SAE International Journal of Engines

Nihon University-Akira Iijima, Takuya Izako, Takahiro Ishikawa, Takahiro Yamashita, Shuhei Takahata, Hiroki Kudo, Kento Shimizu, Mitsuaki Tanabe, Hideo Shoji
  • Journal Article
  • 2017-32-0119
Published 2017-11-15 by Society of Automotive Engineers of Japan in Japan
Engine knock is the one of the main issues to be addressed in developing high-efficiency spark-ignition (SI) engines. In order to improve the thermal efficiency of SI engines, it is necessary to develop effective means of suppressing knock. For that purpose, it is necessary to clarify the mechanism generating pressure waves in the end-gas region. This study examined the mechanism producing pressure waves in the end-gas autoignition process during SI engine knock by using an optically accessible engine. Occurrence of local autoignition and its development process to the generation of pressures waves were analyzed under several levels of knock intensity.

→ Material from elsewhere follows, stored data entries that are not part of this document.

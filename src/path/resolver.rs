//! Path resolution
//!
//! Converts nodes to structural paths and back. [`TreeWalker`] walks the
//! tree by hand; a host with a native path-evaluation primitive can provide
//! its own [`PathResolver`] as long as markers stay excluded.

use super::types::*;
use crate::dom::DocumentTree;
use crate::error::{AnnotatorError, Result};

/// Outcome of resolving a path
#[derive(Debug, Clone, Copy, PartialEq, Eq)]
pub enum Resolution<N> {
    /// Every segment matched
    Found(N),
    /// A segment missed; `deepest` is the last node that did resolve
    Partial { deepest: N, unresolved: usize },
}

impl<N: Copy> Resolution<N> {
    /// The resolved node, or the deepest one reached on a miss
    pub fn node(&self) -> N {
        match *self {
            Resolution::Found(node) => node,
            Resolution::Partial { deepest, .. } => deepest,
        }
    }

    pub fn is_exact(&self) -> bool {
        matches!(self, Resolution::Found(_))
    }

    /// The resolved node, failing with `PathResolutionMiss` on a partial match
    pub fn exact(self, path: &StructuralPath) -> Result<N> {
        match self {
            Resolution::Found(node) => Ok(node),
            Resolution::Partial { unresolved, .. } => Err(AnnotatorError::PathResolutionMiss {
                path: path.to_string(),
                unresolved,
            }),
        }
    }
}

/// Node ⇄ structural path conversion
pub trait PathResolver {
    fn path_of<D: DocumentTree>(&self, doc: &D, node: D::Node) -> StructuralPath;

    fn resolve<D: DocumentTree>(&self, doc: &D, path: &StructuralPath) -> Resolution<D::Node>;
}

/// Reference resolver that walks logical (marker-free) children
#[derive(Debug, Clone, Copy, Default)]
pub struct TreeWalker;

impl TreeWalker {
    pub fn new() -> Self {
        Self
    }
}

/// Tag identifier of a node as it appears in a path segment
fn segment_tag<D: DocumentTree>(doc: &D, node: D::Node) -> Option<&str> {
    if doc.is_text(node) {
        Some(TEXT_TAG)
    } else {
        doc.tag_name(node)
    }
}

impl PathResolver for TreeWalker {
    fn path_of<D: DocumentTree>(&self, doc: &D, node: D::Node) -> StructuralPath {
        let root = doc.root();
        let mut current = if doc.is_marker(node) {
            match doc.addressable_parent(node) {
                Some(parent) => parent,
                None => return StructuralPath::root(),
            }
        } else {
            node
        };

        let mut segments = Vec::new();
        while current != root {
            let Some(parent) = doc.addressable_parent(current) else {
                break;
            };
            let Some(tag) = segment_tag(doc, current) else {
                break;
            };
            let index = doc
                .logical_children(parent)
                .into_iter()
                .filter(|&sibling| segment_tag(doc, sibling) == Some(tag))
                .position(|sibling| sibling == current)
                .map(|i| i + 1)
                .unwrap_or(1);
            segments.push(PathSegment::new(tag, index));
            current = parent;
        }

        segments.reverse();
        StructuralPath::with_segments(segments)
    }

    fn resolve<D: DocumentTree>(&self, doc: &D, path: &StructuralPath) -> Resolution<D::Node> {
        let mut current = doc.root();
        for (depth, segment) in path.segments.iter().enumerate() {
            let next = segment.index.checked_sub(1).and_then(|nth| {
                doc.logical_children(current)
                    .into_iter()
                    .filter(|&child| segment_tag(doc, child) == Some(segment.tag.as_str()))
                    .nth(nth)
            });

            match next {
                Some(child) => current = child,
                None => {
                    return Resolution::Partial {
                        deepest: current,
                        unresolved: path.segments.len() - depth,
                    }
                }
            }
        }
        Resolution::Found(current)
    }
}
//! Range deserialization
//!
//! Resolves a stored range back into the current tree. Paths that no longer
//! match fully degrade to the deepest node that does; offsets past the end
//! of the available text clamp to the last leaf. Only a range with no text
//! left to anchor to fails, with `AnchorLost`.

use tracing::warn;

use super::normalizer::normalize;
use super::types::{NormalizedRange, Position, RawRange, SerializedRange};
use crate::dom::DocumentTree;
use crate::error::{AnnotatorError, Result};
use crate::path::{PathResolver, StructuralPath};

/// Resolve a stored range and normalize it against the current tree
pub fn deserialize<D: DocumentTree, R: PathResolver>(
    doc: &mut D,
    resolver: &R,
    serialized: &SerializedRange,
) -> Result<NormalizedRange<D::Node>> {
    let raw = locate(doc, resolver, serialized)?;
    normalize(doc, &raw)
}

/// Resolve a stored range to a raw range without mutating the tree
pub fn locate<D: DocumentTree, R: PathResolver>(
    doc: &D,
    resolver: &R,
    serialized: &SerializedRange,
) -> Result<RawRange<D::Node>> {
    let start_path = serialized.start_path()?;
    let end_path = serialized.end_path()?;

    let prefix = start_path.common_prefix(&end_path);
    let common = resolve_lenient(doc, resolver, &prefix);

    let start_node = resolve_lenient(doc, resolver, &start_path);
    let end_node = resolve_lenient(doc, resolver, &end_path);

    let start = locate_offset(doc, start_node, common, serialized.start_offset, &serialized.start)?;
    let end = locate_offset(doc, end_node, common, serialized.end_offset, &serialized.end)?;

    Ok(RawRange::new(start, end).with_common_ancestor(common))
}

fn resolve_lenient<D: DocumentTree, R: PathResolver>(
    doc: &D,
    resolver: &R,
    path: &StructuralPath,
) -> D::Node {
    let resolution = resolver.resolve(doc, path);
    if !resolution.is_exact() {
        warn!(path = %path, "Path resolved only partially, using deepest match");
    }
    resolution.node()
}

/// Find the leaf and in-leaf offset that is `target` characters into the
/// text under `node`.
///
/// A boundary between two leaves resolves to the end of the earlier one.
pub fn locate_offset<D: DocumentTree>(
    doc: &D,
    node: D::Node,
    fallback: D::Node,
    target: usize,
    path: &str,
) -> Result<Position<D::Node>> {
    let mut leaves = doc.text_leaves(node);
    if leaves.is_empty() {
        warn!(path, "No text under anchor, falling back to common ancestor");
        leaves = doc.text_leaves(fallback);
    }

    let mut accumulated = 0;
    for &leaf in &leaves {
        let len = doc.text_len(leaf);
        if accumulated + len >= target {
            return Ok(Position::new(leaf, target - accumulated));
        }
        accumulated += len;
    }

    let last = *leaves
        .last()
        .ok_or_else(|| AnnotatorError::AnchorLost(path.to_string()))?;
    warn!(
        path,
        target,
        available = accumulated,
        "Offset beyond available text, clamping to end"
    );
    Ok(Position::new(last, doc.text_len(last)))
}

#[cfg(test)]
mod tests {
    use super::*;
    use crate::dom::{Document, NodeId};
    use crate::path::TreeWalker;
    use crate::range::serialize;

    /// `<div><p>Hello <b>world</b>!</p></div>`
    fn sample() -> (Document, NodeId, NodeId, NodeId) {
        let mut doc = Document::new("div");
        let p = doc.append_element(doc.root(), "p");
        let hello = doc.append_text(p, "Hello ");
        let b = doc.append_element(p, "b");
        let world = doc.append_text(b, "world");
        doc.append_text(p, "!");
        (doc, p, hello, world)
    }

    fn stored(start: &str, start_offset: usize, end: &str, end_offset: usize) -> SerializedRange {
        SerializedRange {
            start: start.to_string(),
            end: end.to_string(),
            start_offset,
            end_offset,
        }
    }

    #[test]
    fn test_deserialize_scenario() {
        let (mut doc, p, _, _) = sample();
        let range = deserialize(&mut doc, &TreeWalker, &stored("p[1]", 4, "p[1]/b[1]", 3)).unwrap();

        assert_eq!(range.text(&doc), "o wor");
        assert_eq!(range.common_ancestor, p);

        let again = serialize(&doc, &TreeWalker, &range).unwrap();
        assert_eq!(again, stored("p[1]", 4, "p[1]/b[1]", 3));
    }

    #[test]
    fn test_locate_boundary_prefers_earlier_leaf() {
        let (doc, p, hello, _) = sample();
        let position = locate_offset(&doc, p, p, 6, "p[1]").unwrap();
        assert_eq!(position, Position::new(hello, 6));
    }

    #[test]
    fn test_locate_clamps_past_end() {
        let (doc, _, _, world) = sample();
        let b = doc.parent(world).unwrap();
        let position = locate_offset(&doc, b, b, 7, "p[1]/b[1]").unwrap();
        assert_eq!(position, Position::new(world, 5));
    }

    #[test]
    fn test_deserialize_degrades_partial_path() {
        let (mut doc, p, _, _) = sample();
        // the <i> never existed; start falls back to <p>
        let range = deserialize(&mut doc, &TreeWalker, &stored("p[1]/i[1]", 0, "p[1]", 5)).unwrap();
        assert_eq!(range.text(&doc), "Hello");
        assert_eq!(range.common_ancestor, p);
    }

    #[test]
    fn test_deserialize_anchor_lost() {
        let mut doc = Document::new("div");
        let p = doc.append_element(doc.root(), "p");
        doc.append_element(p, "img");

        let result = deserialize(&mut doc, &TreeWalker, &stored("p[1]/img[1]", 0, "p[1]", 2));
        assert!(matches!(result, Err(AnnotatorError::AnchorLost(_))));
    }

    #[test]
    fn test_deserialize_bad_path() {
        let (mut doc, _, _, _) = sample();
        let result = deserialize(&mut doc, &TreeWalker, &stored("p[", 0, "p[1]", 2));
        assert!(matches!(result, Err(AnnotatorError::PathParse(_))));
        assert_eq!(doc.text_leaves(doc.root()).len(), 3);
    }
}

The results made the following points clear. It was observed that end-gas autoignition seemingly progressed in a manner resembling propagation due to the temperature distribution that naturally formed in the combustion chamber. Stronger knock tended to occur as the apparent propagation speed of autoignition increased. It is particularly notable that a condition was observed in which the apparent propagation speed of autoignition through the end gas clearly exceeded the speed of sound. Exceptionally strong knock…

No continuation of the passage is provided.